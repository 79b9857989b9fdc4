//! Delegates: single-binding and multicast callback sources.
//!
//! Invocation is synchronous on the invoking thread. Handlers are cloned out
//! of the delegate before they run, so a handler may unbind itself, or bind
//! another, while it is being invoked.

use crate::error::Result;
use crate::tracing_compat::trace;
use parking_lot::Mutex;
use std::fmt;
use std::sync::atomic::{AtomicU64, Ordering};
use std::sync::{Arc, Weak};

static NEXT_BINDING: AtomicU64 = AtomicU64::new(1);

/// A bound callback.
pub type Handler<A, R> = Arc<dyn Fn(A) -> R + Send + Sync + 'static>;

/// Identifies one binding on a delegate.
#[derive(Debug, Clone, Copy, PartialEq, Eq, Hash, PartialOrd, Ord)]
pub struct BindingId(u64);

impl BindingId {
    fn next() -> Self {
        Self(NEXT_BINDING.fetch_add(1, Ordering::Relaxed))
    }
}

/// Subscription token returned by [`Bindable::bind`].
///
/// Consumed by [`unbind`](Self::unbind), so a binding is redeemed at most
/// once. Holds only a weak reference to its delegate.
pub struct Binding {
    id: BindingId,
    unbind: Box<dyn FnOnce(BindingId) -> bool + Send>,
}

impl Binding {
    /// Creates a binding that runs `unbind` when redeemed.
    pub fn new(id: BindingId, unbind: impl FnOnce(BindingId) -> bool + Send + 'static) -> Self {
        Self {
            id,
            unbind: Box::new(unbind),
        }
    }

    /// The binding's id.
    #[must_use]
    pub fn id(&self) -> BindingId {
        self.id
    }

    /// Removes the handler. Returns false if the delegate is gone or the
    /// handler had already been replaced.
    pub fn unbind(self) -> bool {
        (self.unbind)(self.id)
    }
}

impl fmt::Debug for Binding {
    fn fmt(&self, f: &mut fmt::Formatter<'_>) -> fmt::Result {
        f.debug_struct("Binding").field("id", &self.id).finish()
    }
}

/// A callback source a coroutine can subscribe to.
pub trait Bindable<A, R>: Send + Sync {
    /// Binds `handler`. The source must invoke it synchronously on whatever
    /// thread fires the source.
    fn bind(&self, handler: Handler<A, R>) -> Result<Binding>;
}

/// A by-reference callback parameter.
///
/// Clones alias one storage cell, so a write through the clone a coroutine
/// received is visible to the invoker once the invoking call returns.
pub struct RefArg<T> {
    cell: Arc<Mutex<T>>,
}

impl<T> RefArg<T> {
    /// Wraps `value` in a shared cell.
    pub fn new(value: T) -> Self {
        Self {
            cell: Arc::new(Mutex::new(value)),
        }
    }

    /// Overwrites the value.
    pub fn set(&self, value: T) {
        *self.cell.lock() = value;
    }

    /// Runs `f` with mutable access to the value.
    pub fn with<U>(&self, f: impl FnOnce(&mut T) -> U) -> U {
        f(&mut self.cell.lock())
    }

    /// Returns true if both parameters alias the same cell.
    #[must_use]
    pub fn aliases(&self, other: &Self) -> bool {
        Arc::ptr_eq(&self.cell, &other.cell)
    }
}

impl<T: Clone> RefArg<T> {
    /// Copies the value out.
    #[must_use]
    pub fn get(&self) -> T {
        self.cell.lock().clone()
    }
}

impl<T> Clone for RefArg<T> {
    fn clone(&self) -> Self {
        Self {
            cell: Arc::clone(&self.cell),
        }
    }
}

impl<T: fmt::Debug> fmt::Debug for RefArg<T> {
    fn fmt(&self, f: &mut fmt::Formatter<'_>) -> fmt::Result {
        f.debug_tuple("RefArg").field(&*self.cell.lock()).finish()
    }
}

type Slot<A, R> = Mutex<Option<(BindingId, Handler<A, R>)>>;

/// A delegate with at most one bound handler. Binding replaces the previous
/// handler.
pub struct Delegate<A, R = ()> {
    slot: Arc<Slot<A, R>>,
}

impl<A, R> Delegate<A, R> {
    /// An unbound delegate.
    #[must_use]
    pub fn new() -> Self {
        Self {
            slot: Arc::new(Mutex::new(None)),
        }
    }

    /// Returns true if a handler is bound.
    #[must_use]
    pub fn is_bound(&self) -> bool {
        self.slot.lock().is_some()
    }

    /// Removes whatever handler is bound.
    pub fn clear(&self) -> bool {
        let removed = self.slot.lock().take();
        removed.is_some()
    }

    /// Invokes the bound handler on this thread.
    ///
    /// Returns `None` if nothing is bound.
    pub fn execute(&self, args: A) -> Option<R> {
        let handler = self.slot.lock().as_ref().map(|(_, h)| Arc::clone(h))?;
        Some(handler(args))
    }

    fn unbind_from(slot: &Weak<Slot<A, R>>, id: BindingId) -> bool {
        let Some(slot) = slot.upgrade() else {
            return false;
        };
        let mut guard = slot.lock();
        if guard.as_ref().is_some_and(|(bound, _)| *bound == id) {
            let removed = guard.take();
            drop(guard);
            drop(removed);
            return true;
        }
        false
    }
}

impl<A: 'static, R: 'static> Bindable<A, R> for Delegate<A, R> {
    fn bind(&self, handler: Handler<A, R>) -> Result<Binding> {
        let id = BindingId::next();
        let previous = self.slot.lock().replace((id, handler));
        drop(previous);
        trace!(binding = ?id, "delegate bound");
        let slot = Arc::downgrade(&self.slot);
        Ok(Binding::new(id, move |id| Self::unbind_from(&slot, id)))
    }
}

impl<A, R> Clone for Delegate<A, R> {
    fn clone(&self) -> Self {
        Self {
            slot: Arc::clone(&self.slot),
        }
    }
}

impl<A, R> Default for Delegate<A, R> {
    fn default() -> Self {
        Self::new()
    }
}

impl<A, R> fmt::Debug for Delegate<A, R> {
    fn fmt(&self, f: &mut fmt::Formatter<'_>) -> fmt::Result {
        f.debug_struct("Delegate")
            .field("bound", &self.is_bound())
            .finish()
    }
}

type Handlers<A> = Mutex<Vec<(BindingId, Handler<A, ()>)>>;

/// A delegate broadcasting to any number of handlers.
pub struct MulticastDelegate<A> {
    handlers: Arc<Handlers<A>>,
}

impl<A> MulticastDelegate<A> {
    /// A delegate with no handlers.
    #[must_use]
    pub fn new() -> Self {
        Self {
            handlers: Arc::new(Mutex::new(Vec::new())),
        }
    }

    /// Adds a handler.
    pub fn add(&self, handler: impl Fn(A) + Send + Sync + 'static) -> BindingId {
        let id = BindingId::next();
        self.handlers.lock().push((id, Arc::new(handler)));
        id
    }

    /// Removes a handler. Returns false if it was not bound.
    pub fn remove(&self, id: BindingId) -> bool {
        Self::remove_from(&self.handlers, id)
    }

    /// Number of bound handlers.
    #[must_use]
    pub fn len(&self) -> usize {
        self.handlers.lock().len()
    }

    /// Returns true if no handler is bound.
    #[must_use]
    pub fn is_empty(&self) -> bool {
        self.handlers.lock().is_empty()
    }

    /// Invokes every handler bound at the time of the call, in bind order.
    pub fn broadcast(&self, args: A)
    where
        A: Clone,
    {
        let snapshot: Vec<Handler<A, ()>> = self
            .handlers
            .lock()
            .iter()
            .map(|(_, h)| Arc::clone(h))
            .collect();
        for handler in snapshot {
            handler(args.clone());
        }
    }

    fn remove_from(handlers: &Handlers<A>, id: BindingId) -> bool {
        let removed = {
            let mut handlers = handlers.lock();
            handlers
                .iter()
                .position(|(bound, _)| *bound == id)
                .map(|index| handlers.remove(index))
        };
        removed.is_some()
    }
}

impl<A: 'static> Bindable<A, ()> for MulticastDelegate<A> {
    fn bind(&self, handler: Handler<A, ()>) -> Result<Binding> {
        let id = BindingId::next();
        self.handlers.lock().push((id, handler));
        trace!(binding = ?id, "multicast handler bound");
        let handlers = Arc::downgrade(&self.handlers);
        Ok(Binding::new(id, move |id| {
            handlers
                .upgrade()
                .is_some_and(|handlers| Self::remove_from(&handlers, id))
        }))
    }
}

impl<A> Clone for MulticastDelegate<A> {
    fn clone(&self) -> Self {
        Self {
            handlers: Arc::clone(&self.handlers),
        }
    }
}

impl<A> Default for MulticastDelegate<A> {
    fn default() -> Self {
        Self::new()
    }
}

impl<A> fmt::Debug for MulticastDelegate<A> {
    fn fmt(&self, f: &mut fmt::Formatter<'_>) -> fmt::Result {
        f.debug_struct("MulticastDelegate")
            .field("handlers", &self.len())
            .finish()
    }
}
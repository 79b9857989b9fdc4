//! TaskAdapter: awaiting schedulable work with a retained result.
//!
//! The task keeps ownership of its result, so the coroutine receives a
//! [`Lease`] rather than a value. If the task is still running, the
//! coroutine's continuation is handed to the task and resumes on whichever
//! thread completes it; for worker-pool tasks that is a pool worker, an
//! intended migration.

use crate::coordinator::{Continuation, Suspension};
use crate::error::{Error, Result};
use crate::host::Task;
use crate::source::{AwaitableSource, Redeemed, Registration, SourceKind};
use crate::transfer::{Lease, Transfer};
use std::future::IntoFuture;

/// Adapter over a [`Task`] handle.
#[derive(Debug)]
pub struct TaskSource<T> {
    task: Task<T>,
}

impl<T> TaskSource<T> {
    /// Wraps a task handle.
    pub fn new(task: Task<T>) -> Self {
        Self { task }
    }
}

impl<T: Send + Sync + 'static> AwaitableSource for TaskSource<T> {
    type Output = Lease<T>;

    fn kind(&self) -> SourceKind {
        SourceKind::Task
    }

    fn is_ready(&self) -> bool {
        self.task.is_complete()
    }

    fn transfer(&self) -> Option<Transfer> {
        Some(Transfer::select(true, true))
    }

    fn try_take_fast_path(&mut self) -> Option<Result<Lease<T>>> {
        self.task.try_get()
    }

    fn register(&mut self, continuation: Continuation) -> Result<Box<dyn Registration>> {
        match self.task.park(continuation) {
            Ok(registration) => Ok(Box::new(registration)),
            Err(continuation) => {
                continuation.resume();
                Ok(Box::new(Redeemed))
            }
        }
    }

    fn take_resolved(&mut self) -> Result<Lease<T>> {
        self.task
            .try_get()
            .unwrap_or_else(|| Err(Error::internal("task resumed before completing")))
    }
}

impl<T: Send + Sync + 'static> IntoFuture for Task<T> {
    type Output = Result<Lease<T>>;
    type IntoFuture = Suspension<TaskSource<T>>;

    fn into_future(self) -> Self::IntoFuture {
        Suspension::new(TaskSource::new(self))
    }
}

impl<T: Send + Sync + 'static> IntoFuture for &Task<T> {
    type Output = Result<Lease<T>>;
    type IntoFuture = Suspension<TaskSource<T>>;

    fn into_future(self) -> Self::IntoFuture {
        Suspension::new(TaskSource::new(self.clone()))
    }
}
● ● ● ● ●
◆ **Work request**:
How many lines of these records include the word "TaskSource"? Only the number should be written.

◆ **Response to this exercise**:
7